WORK TASK: Take the entries below and print, exactly, the stretch from the line containing "engine, in Hz." through the line containing "serial telemetry receiver.", both included.

Saved entries

-.-.-

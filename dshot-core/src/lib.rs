#![no_std]
//! Hardware-agnostic core of a DShot ESC driver.
//!
//! This crate builds DShot command frames, encodes them to a duty-value
//! sequence for a PWM-compare timer driven by DMA, runs the half-duplex
//! pin-direction state machine needed for bidirectional DShot, decodes the
//! GCR-coded telemetry reply into an rpm value, and parses the separate
//! KISS/BLHeli32 asynchronous-serial telemetry frame used by unidirectional
//! installs.
//!
//! What this crate does **not** do: bring up clocks/PLLs, wire interrupt
//! vectors, touch vendor peripheral registers, or provide a CLI. Those are
//! the caller's concern. This crate only asks for three things, each
//! expressed as a trait in [`hal`]: a monotonic tick source, a PWM timer
//! with DMA-driven compare updates and DMA-driven input capture on the same
//! channel, and a GPIO whose mode can be flipped between compare-output and
//! pulled-up input-capture at runtime.

pub mod codec;
pub mod driver;
pub mod gcr;
pub mod hal;
pub mod serial;
pub mod telemetry;

pub use codec::{Command, DShotSpeed, Frame};
pub use driver::{Driver, State};
pub use serial::SerialTelemetryParser;
pub use telemetry::TelemetryRecord;

/// Errors surfaced at construction / HAL-adapter boundaries.
///
/// Per-frame wire failures (CRC mismatch, capture underrun, serial timeout)
/// are deliberately **not** part of this type: they are observable only
/// through [`telemetry::TelemetryRecord`] and the driver's counters, so a
/// malformed reply never interrupts the caller's update cadence.
#[derive(Debug, Clone, Copy, PartialEq, Eq)]
#[cfg_attr(feature = "thiserror", derive(thiserror_no_std::Error))]
pub enum Error {
    /// A command code outside the 0-47 DShot command range was requested.
    #[cfg_attr(
        feature = "thiserror",
        error("command code {0} is out of the 0-47 range")
    )]
    InvalidCommand(u16),
}
//! Compile-time configuration surface (spec: no environment or persisted
//! state). One motor channel; the design scales to more by replication,
//! not by a config list.

use dshot_core::DShotSpeed;
use dshot_core::driver::Config as DriverConfig;

/// DShot wire speed for the single motor channel this binary drives.
pub const DSHOT_SPEED: DShotSpeed = DShotSpeed::DShot600;

/// Timer reference frequency feeding the pulse/capture engine, in Hz.
pub const TIMER_HZ: u32 = 168_000_000;

/// Whether this build talks bidirectional (GCR-reply) DShot or
/// unidirectional DShot with a separate serial telemetry receiver.
pub const BIDIRECTIONAL: bool = cfg!(feature = "bidirectional");

pub const MOTOR_POLE_PAIRS: u32 = 7;

/// Reply-delay / reply-window, expressed in the main loop's tick unit
/// (nominally 1ms — see `dshot_core::hal::Ticker`).
pub const REPLY_DELAY_TICKS: u32 = 1;
pub const REPLY_WINDOW_TICKS: u32 = 2;

pub const THROTTLE_MIN: u16 = 48;
pub const THROTTLE_MAX: u16 = 2047;
pub const THROTTLE_STEP: u16 = 50;

pub fn driver_config() -> DriverConfig {
    DriverConfig {
        speed: DSHOT_SPEED,
        f_tck: TIMER_HZ,
        bidirectional: BIDIRECTIONAL,
        motor_pole_pairs: MOTOR_POLE_PAIRS,
        reply_delay_ticks: REPLY_DELAY_TICKS,
        reply_window_ticks: REPLY_WINDOW_TICKS,
    }
}

pub mod pins {
    //! Board wiring is an external collaborator per the core's scope, but a
    //! demo binary needs concrete pins to build against.
    pub const SIGNAL_PIN: u8 = 15;
    pub const TELEMETRY_UART_RX_PIN: u8 = 5;
    pub const CONSOLE_UART_RX_PIN: u8 = 1;
}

-.-.-

WRITTEN SOLUTION:
/// Timer reference frequency feeding the pulse/capture engine, in Hz.
pub const TIMER_HZ: u32 = 168_000_000;

/// Whether this build talks bidirectional (GCR-reply) DShot or
/// unidirectional DShot with a separate serial telemetry receiver.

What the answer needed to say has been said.